Now that Barack Obama has been elected president of the United States of America by a substantial majority of the population; now that this young African American has overcome every obstacle and barrier that could possible be put in his way; now that he has successfully managed to scale the peak of political ambitions; now that he has proven to the satisfaction of a majority of the American people that he is the best person to lead the greatest industrialized country in the world at a time when it is undergoing the most challenging times of its existence; now that Barack has defied every myth that our society has perpetuated regarding the inherent limitations of the African American genome; now that for the first time in history residents of the White House on Pennsylvania Avenue in Washington, D.C., will not be White; now that an entirely new era will be ushered into American leadership; now that the country will be led by a descendent of those brought here shackled in chains in the hulls of ships to do the grudging work of settling this country; now that Air Force One and all its amenities will be the exclusive possession of the Obama family; now that the entire Armed Services personnel will have to stand at attention and salute when Obama is in their presence; now that nations throughout the world must accept him as leader of the most influential nation; now that the Obama triumph should obfuscate every stereotype perpetuated on his race; now that the pioneers of the long and arduous Civil Rights Movement will no longer have to say, “I never thought that I would live to see the day”; and now that, after 45 years, Barack Obama has been unveiled as the second coming of Martin Luther King’s dream, America is at a new crossroads.

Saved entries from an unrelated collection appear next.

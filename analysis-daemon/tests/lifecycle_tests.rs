use analysis_daemon::handle::{ProcessHandle, WorkerHandle};
use analysis_daemon::liveness::wait_for_exit;
use analysis_daemon::pid_file::PidFile;
use analysis_daemon::{
    LifecycleSettings, PollingWorkerConfig, ProcessProbe, RestartSpec, Signal, SupervisorError, SystemProbe,
    WorkerConfig, WorkerKind, WorkerLauncher, WorkerManager, WorkerMonitor, WorkerRecord,
    WorkerRegistry,
};
use std::path::{Path, PathBuf};
use std::sync::Arc;
use std::time::{Duration, Instant};
use tempfile::tempdir;
use tokio::process::Command;

/// Runs a shell script in place of the real worker entry point.
struct ScriptLauncher(&'static str);

impl WorkerLauncher for ScriptLauncher {
    fn command(&self, _config: &WorkerConfig) -> Result<Command, SupervisorError> {
        let mut cmd = Command::new("sh");
        cmd.arg("-c").arg(self.0);
        Ok(cmd)
    }
}

fn indexing_config() -> WorkerConfig {
    WorkerConfig::Indexing(PollingWorkerConfig {
        socket_path: PathBuf::from("/tmp/code_analysis_driver.sock"),
        poll_interval_secs: 1,
        batch_size: 50,
        log_path: None,
    })
}

fn manager(pid_dir: &Path, script: &'static str) -> (Arc<WorkerManager>, Arc<WorkerRegistry>) {
    let registry = Arc::new(WorkerRegistry::new());
    let mut settings = LifecycleSettings::new(pid_dir);
    settings.kill_wait = Duration::from_secs(2);
    let manager = WorkerManager::new(
        registry.clone(),
        Arc::new(SystemProbe::new()),
        Arc::new(ScriptLauncher(script)),
        settings,
    );
    (Arc::new(manager), registry)
}

#[tokio::test]
async fn test_start_registers_exactly_one_record() {
    let dir = tempdir().unwrap();
    let (manager, registry) = manager(dir.path(), "sleep 30");

    let result = manager.start(indexing_config()).await;
    assert!(result.success, "start failed: {}", result.message);
    assert_eq!(result.kind, WorkerKind::Indexing);
    let pid = result.pid.expect("started worker has a PID");

    let records = registry.get(WorkerKind::Indexing);
    assert_eq!(records.len(), 1);
    assert_eq!(records[0].pid, Some(pid));
    assert!(records[0].restart.is_some());
    assert!(SystemProbe::new().is_alive(pid));

    let again = manager.start(indexing_config()).await;
    assert!(!again.success);
    assert_eq!(again.pid, Some(pid));
    assert_eq!(registry.get(WorkerKind::Indexing).len(), 1);

    let summary = manager
        .stop(WorkerKind::Indexing, Duration::from_secs(5))
        .await;
    assert_eq!((summary.stopped, summary.failed), (1, 0));
    assert!(!SystemProbe::new().is_alive(pid));
}

#[tokio::test]
async fn test_term_ignoring_worker_is_killed() {
    let dir = tempdir().unwrap();
    let (manager, registry) = manager(
        dir.path(),
        "trap '' TERM; while true; do sleep 0.1; done",
    );

    let result = manager.start(indexing_config()).await;
    assert!(result.success, "start failed: {}", result.message);
    let pid = result.pid.unwrap();
    // Let the shell install its trap
    tokio::time::sleep(Duration::from_millis(300)).await;

    let timeout = Duration::from_millis(500);
    let started = Instant::now();
    let summary = manager.stop(WorkerKind::Indexing, timeout).await;
    let elapsed = started.elapsed();

    assert_eq!(summary.stopped, 1, "errors: {:?}", summary.errors);
    assert_eq!(summary.failed, 0);
    assert!(
        elapsed < timeout + Duration::from_secs(2) + Duration::from_millis(500),
        "stop took {elapsed:?}"
    );
    assert!(!SystemProbe::new().is_alive(pid));
    assert!(registry.is_empty());
}

#[tokio::test]
async fn test_stop_on_empty_registry() {
    let dir = tempdir().unwrap();
    let (manager, _) = manager(dir.path(), "sleep 30");
    for kind in WorkerKind::ALL {
        let summary = manager.stop(kind, Duration::from_secs(1)).await;
        assert_eq!((summary.stopped, summary.failed), (0, 0));
    }
}

// A reaped-later child shows up as a zombie; only Linux lets the probe see through that.
#[cfg(target_os = "linux")]
#[tokio::test]
async fn test_foreign_handle_falls_back_to_pid() {
    let dir = tempdir().unwrap();
    let (manager, registry) = manager(dir.path(), "sleep 30");

    let child = Command::new("sleep").arg("30").spawn().unwrap();
    let pid = child.id().unwrap();
    let foreign = ProcessHandle::with_owner(child, std::process::id().wrapping_add(1));
    registry.register(
        WorkerKind::Vectorization,
        WorkerRecord::new(WorkerKind::Vectorization, "vectorization", Some(pid))
            .with_handle(WorkerHandle::Process(foreign)),
    );

    let summary = manager
        .stop(WorkerKind::Vectorization, Duration::from_secs(5))
        .await;
    assert_eq!(summary.stopped, 1, "errors: {:?}", summary.errors);
    assert!(!SystemProbe::new().is_alive(pid));
}

#[cfg(target_os = "linux")]
#[tokio::test]
async fn test_adopted_worker_can_be_stopped() {
    let dir = tempdir().unwrap();
    let (manager, registry) = manager(dir.path(), "sleep 30");

    // A worker left behind by an earlier supervisor
    let mut orphan = std::process::Command::new("sleep").arg("30").spawn().unwrap();
    let pid = orphan.id();
    PidFile::new(dir.path().join("indexing.pid")).write(pid).unwrap();

    assert_eq!(manager.adopt(&indexing_config()).await, Some(pid));
    assert_eq!(registry.get(WorkerKind::Indexing).len(), 1);
    // Adopting twice doesn't duplicate the record
    assert_eq!(manager.adopt(&indexing_config()).await, Some(pid));
    assert_eq!(registry.get(WorkerKind::Indexing).len(), 1);

    let summary = manager
        .stop(WorkerKind::Indexing, Duration::from_secs(5))
        .await;
    assert_eq!(summary.stopped, 1, "errors: {:?}", summary.errors);
    assert!(!SystemProbe::new().is_alive(pid));
    assert_eq!(PidFile::new(dir.path().join("indexing.pid")).read(), None);
    let _ = orphan.wait();
}

#[tokio::test]
async fn test_monitor_restarts_killed_worker() {
    let dir = tempdir().unwrap();
    let (manager, registry) = manager(dir.path(), "sleep 30");
    let probe = Arc::new(SystemProbe::new());
    let monitor = WorkerMonitor::new(registry.clone(), probe.clone(), manager.clone());

    let first = manager.start(indexing_config()).await;
    let first_pid = first.pid.unwrap();
    probe.signal(first_pid, Signal::Kill).unwrap();

    // Give the kernel a moment to deliver the kill
    let deadline = Instant::now() + Duration::from_secs(2);
    loop {
        let record = registry.get(WorkerKind::Indexing).remove(0);
        if !record.is_alive(probe.as_ref()).await || Instant::now() > deadline {
            break;
        }
        tokio::time::sleep(Duration::from_millis(20)).await;
    }

    let report = monitor.tick().await;
    assert_eq!(report.dead, 1);
    assert_eq!(report.restarted, 1);

    let records = registry.get(WorkerKind::Indexing);
    assert_eq!(records.len(), 1);
    let second_pid = records[0].pid.unwrap();
    assert_ne!(second_pid, first_pid);
    assert_eq!(records[0].restart, Some(RestartSpec::new(indexing_config())));

    manager
        .stop(WorkerKind::Indexing, Duration::from_secs(5))
        .await;
    assert!(wait_for_exit(probe.as_ref(), second_pid, Duration::from_secs(2)).await);
}

// The stopped orphan lingers as a zombie, which only Linux lets the probe see as dead
#[cfg(target_os = "linux")]
#[tokio::test]
async fn test_monitor_does_not_revive_explicitly_stopped_worker() {
    let dir = tempdir().unwrap();
    let (manager, registry) = manager(dir.path(), "sleep 30");
    let monitor = WorkerMonitor::new(
        registry.clone(),
        Arc::new(SystemProbe::new()),
        manager.clone(),
    );

    let mut orphan = std::process::Command::new("sleep").arg("30").spawn().unwrap();
    let pid = orphan.id();
    PidFile::new(dir.path().join("indexing.pid")).write(pid).unwrap();
    assert_eq!(manager.adopt(&indexing_config()).await, Some(pid));

    assert!(monitor.start_monitoring(Duration::from_millis(2)));
    let summary = manager
        .stop(WorkerKind::Indexing, Duration::from_secs(5))
        .await;
    assert_eq!((summary.stopped, summary.failed), (1, 0));

    // Plenty of ticks for a queued restart to land
    tokio::time::sleep(Duration::from_millis(300)).await;
    assert!(monitor.stop_monitoring(Duration::from_secs(2)).await);

    let leftover: Vec<_> = registry
        .get(WorkerKind::Indexing)
        .iter()
        .map(|r| r.pid)
        .collect();
    assert!(leftover.is_empty(), "stopped worker came back: {leftover:?}");
    assert_eq!(PidFile::new(dir.path().join("indexing.pid")).read(), None);

    manager.stop_all(Duration::from_secs(5)).await;
    let _ = orphan.wait();
}

#[tokio::test]
async fn test_concurrent_starts_spawn_one_worker() {
    let dir = tempdir().unwrap();
    let (manager, registry) = manager(dir.path(), "sleep 30");

    let mut tasks = Vec::new();
    for _ in 0..4 {
        let manager = manager.clone();
        tasks.push(tokio::spawn(async move { manager.start(indexing_config()).await }));
    }
    let mut results = Vec::new();
    for task in tasks {
        results.push(task.await.unwrap());
    }

    let winners: Vec<_> = results.iter().filter(|r| r.success).collect();
    assert_eq!(winners.len(), 1);
    let pid = winners[0].pid;
    assert!(results.iter().all(|r| r.pid == pid));
    assert_eq!(registry.get(WorkerKind::Indexing).len(), 1);

    manager.stop_all(Duration::from_secs(5)).await;
}
//! Entry points of the worker processes the supervisor spawns.
//!
//! Each worker is a thin loop around the database client: the analysis
//! itself lives elsewhere, these loops only move rows of `file_changes`
//! through their stages.

pub mod file_watcher;
pub mod indexing;
pub mod vectorization;

use analysis_daemon::{ClientError, DatabaseClient, Statement, WorkerConfig};
use anyhow::Result;
use serde_json::{json, Value};
use std::path::Path;
use std::sync::atomic::{AtomicBool, Ordering};
use std::sync::Arc;
use std::time::Duration;
use tokio::sync::Notify;
use tracing::{debug, info, warn};

const RECONNECT_INITIAL_DELAY: Duration = Duration::from_millis(250);
const RECONNECT_MAX_DELAY: Duration = Duration::from_secs(10);

/// Tables shared by all stages. Every worker runs this at connect time;
/// the statements are idempotent.
const SCHEMA: &[&str] = &[
    "CREATE TABLE IF NOT EXISTS file_changes (
        id INTEGER PRIMARY KEY AUTOINCREMENT,
        path TEXT NOT NULL,
        change_kind TEXT NOT NULL,
        mtime INTEGER,
        size INTEGER,
        detected_at TEXT NOT NULL,
        indexed INTEGER NOT NULL DEFAULT 0,
        indexed_at TEXT,
        vectorized INTEGER NOT NULL DEFAULT 0,
        vectorized_at TEXT
    )",
    "CREATE INDEX IF NOT EXISTS idx_file_changes_stage ON file_changes (indexed, vectorized)",
];

/// Set once SIGTERM or SIGINT arrives; sleeping loops wake up immediately.
#[derive(Clone, Default)]
pub struct ShutdownSignal {
    requested: Arc<AtomicBool>,
    notify: Arc<Notify>,
}

impl ShutdownSignal {
    pub fn new() -> Self {
        Self::default()
    }

    /// Trip the signal on SIGTERM/SIGINT.
    pub fn install(&self) -> Result<()> {
        use tokio::signal::unix::{signal, SignalKind};
        let mut sigterm = signal(SignalKind::terminate())?;
        let mut sigint = signal(SignalKind::interrupt())?;
        let this = self.clone();
        tokio::spawn(async move {
            tokio::select! {
                _ = sigterm.recv() => info!("Received SIGTERM, shutting down gracefully"),
                _ = sigint.recv() => info!("Received SIGINT, shutting down gracefully"),
            }
            this.trigger();
        });
        Ok(())
    }

    pub fn trigger(&self) {
        self.requested.store(true, Ordering::SeqCst);
        self.notify.notify_waiters();
    }

    pub fn is_requested(&self) -> bool {
        self.requested.load(Ordering::SeqCst)
    }

    /// Sleep for `duration` unless shutdown comes first. Returns whether
    /// shutdown was requested.
    pub async fn sleep(&self, duration: Duration) -> bool {
        let notified = self.notify.notified();
        if self.is_requested() {
            return true;
        }
        tokio::select! {
            _ = tokio::time::sleep(duration) => {}
            _ = notified => {}
        }
        self.is_requested()
    }
}

/// Run the worker described by `config` until shutdown.
pub async fn run_worker(config: WorkerConfig) -> Result<()> {
    let shutdown = ShutdownSignal::new();
    shutdown.install()?;

    match config {
        WorkerConfig::FileWatcher(cfg) => file_watcher::run(cfg, shutdown).await,
        WorkerConfig::Indexing(cfg) => run_stage(&indexing::IndexingStage, cfg, shutdown).await,
        WorkerConfig::Vectorization(cfg) => {
            run_stage(&vectorization::VectorizationStage, cfg, shutdown).await
        }
        WorkerConfig::DatabaseDriver(_) => Err(anyhow::anyhow!(
            "the database driver runs through the `driver` command, not as a worker"
        )),
    }
}

/// Connect to the driver, retrying with backoff until it answers or shutdown
/// is requested. Creates the shared tables on success.
pub async fn connect(socket_path: &Path, shutdown: &ShutdownSignal) -> Option<DatabaseClient> {
    let mut delay = RECONNECT_INITIAL_DELAY;
    loop {
        if shutdown.is_requested() {
            return None;
        }
        match DatabaseClient::connect(socket_path).await {
            Ok(mut client) => match ensure_schema(&mut client).await {
                Ok(()) => return Some(client),
                Err(e) => warn!("Connected but could not prepare tables: {}", e),
            },
            Err(e) => debug!("Driver not reachable yet: {}", e),
        }
        if shutdown.sleep(delay).await {
            return None;
        }
        delay = (delay * 2).min(RECONNECT_MAX_DELAY);
    }
}

pub async fn ensure_schema(client: &mut DatabaseClient) -> Result<(), ClientError> {
    let statements = SCHEMA
        .iter()
        .map(|sql| Statement::new(*sql, vec![]))
        .collect();
    client.execute_batch(statements).await?;
    Ok(())
}

/// Whether an error means the connection is gone rather than the request
/// being rejected.
pub fn is_connection_error(err: &ClientError) -> bool {
    !matches!(err, ClientError::Remote { .. })
}

/// One processing stage over `file_changes`: pick pending rows, mark them done.
pub trait Stage: Send + Sync {
    fn name(&self) -> &'static str;

    /// Query returning `id, path` of pending rows; takes the batch size as
    /// its only parameter.
    fn pending_sql(&self) -> &'static str;

    /// Update marking one row done; takes the completion timestamp and the id.
    fn complete_sql(&self) -> &'static str;
}

/// Process one batch. Returns how many rows were completed.
pub async fn process_batch(
    stage: &dyn Stage,
    client: &mut DatabaseClient,
    batch_size: usize,
) -> Result<usize, ClientError> {
    let rows = client
        .execute(stage.pending_sql(), vec![json!(batch_size)])
        .await?;
    if rows.is_empty() {
        return Ok(0);
    }

    let now = chrono::Utc::now().to_rfc3339();
    let statements: Vec<Statement> = rows
        .iter()
        .filter_map(|row| row.get("id").cloned())
        .map(|id| Statement::new(stage.complete_sql(), vec![Value::from(now.as_str()), id]))
        .collect();
    let count = statements.len();
    client.execute_batch(statements).await?;
    debug!("{}: completed {} rows", stage.name(), count);
    Ok(count)
}

/// Poll loop shared by the indexing and vectorization workers.
pub async fn run_stage(
    stage: &dyn Stage,
    config: analysis_daemon::PollingWorkerConfig,
    shutdown: ShutdownSignal,
) -> Result<()> {
    info!(
        "{} worker started (PID {}, driver {})",
        stage.name(),
        std::process::id(),
        config.socket_path.display()
    );
    let interval = Duration::from_secs(config.poll_interval_secs.max(1));
    let mut client = None;
    let mut completed_total = 0usize;

    while !shutdown.is_requested() {
        if client.is_none() {
            client = connect(&config.socket_path, &shutdown).await;
            continue;
        }
        let Some(active) = client.as_mut() else {
            continue;
        };

        match process_batch(stage, active, config.batch_size).await {
            // A full batch likely means more is waiting
            Ok(n) if n >= config.batch_size => {
                completed_total += n;
                continue;
            }
            Ok(n) => completed_total += n,
            Err(e) if is_connection_error(&e) => {
                warn!("{}: lost driver connection: {}", stage.name(), e);
                client = None;
            }
            Err(e) => warn!("{}: batch failed: {}", stage.name(), e),
        }

        if shutdown.sleep(interval).await {
            break;
        }
    }

    info!(
        "{} worker stopped after completing {} rows",
        stage.name(),
        completed_total
    );
    Ok(())
}
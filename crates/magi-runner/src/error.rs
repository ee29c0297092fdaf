//! Error types for magi-runner

use thiserror::Error;

/// Runner error type
#[derive(Debug, Error)]
pub enum Error {
    /// The pseudo-terminal could not be opened or the command could not be spawned
    #[error("spawn failed: {0}")]
    Spawn(String),

    /// Options failed validation before spawning
    #[error("invalid options: {0}")]
    InvalidOptions(String),

    /// A chunk of output could not be processed (predicate or callback failure)
    #[error("processing error: {0}")]
    Processing(String),

    /// The process exited with a non-zero status that nothing else explains
    #[error("process exited with code {code}")]
    ProcessExit {
        /// Exit code reported by the OS (-1 when killed by a signal)
        code: i32,
    },

    /// The session manager no longer accepts new sessions
    #[error("session manager is shutting down")]
    ShuttingDown,

    /// IO error
    #[error("io error: {0}")]
    Io(#[from] std::io::Error),
}

/// Result type alias
pub type Result<T> = std::result::Result<T, Error>;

But, many of us are wondering what this will mean for the everyday, average African American. Will it mark a turning point in race relations in this country? Will it spark a renaissance of equal opportunity in this country for all people of color?
I am afraid that anyone with such expectations is whistling Dixie. The mere thought of such expectations brings to mind my high school graduation motto: “We have crossed the bay, but the ocean lies before us.”
Needless to say, there is a real danger in expecting too much of this victory — although it is truly a victory for all people of color, as well as the country at large. Yet the reality remains that no single person or event can possibly completely erase the dilemma of racism that is so inherent in the American way of life.
In the meantime, we as people of color must temper our expectations and endeavor to increase our cooperation to support his agenda to the maximum of our capacity.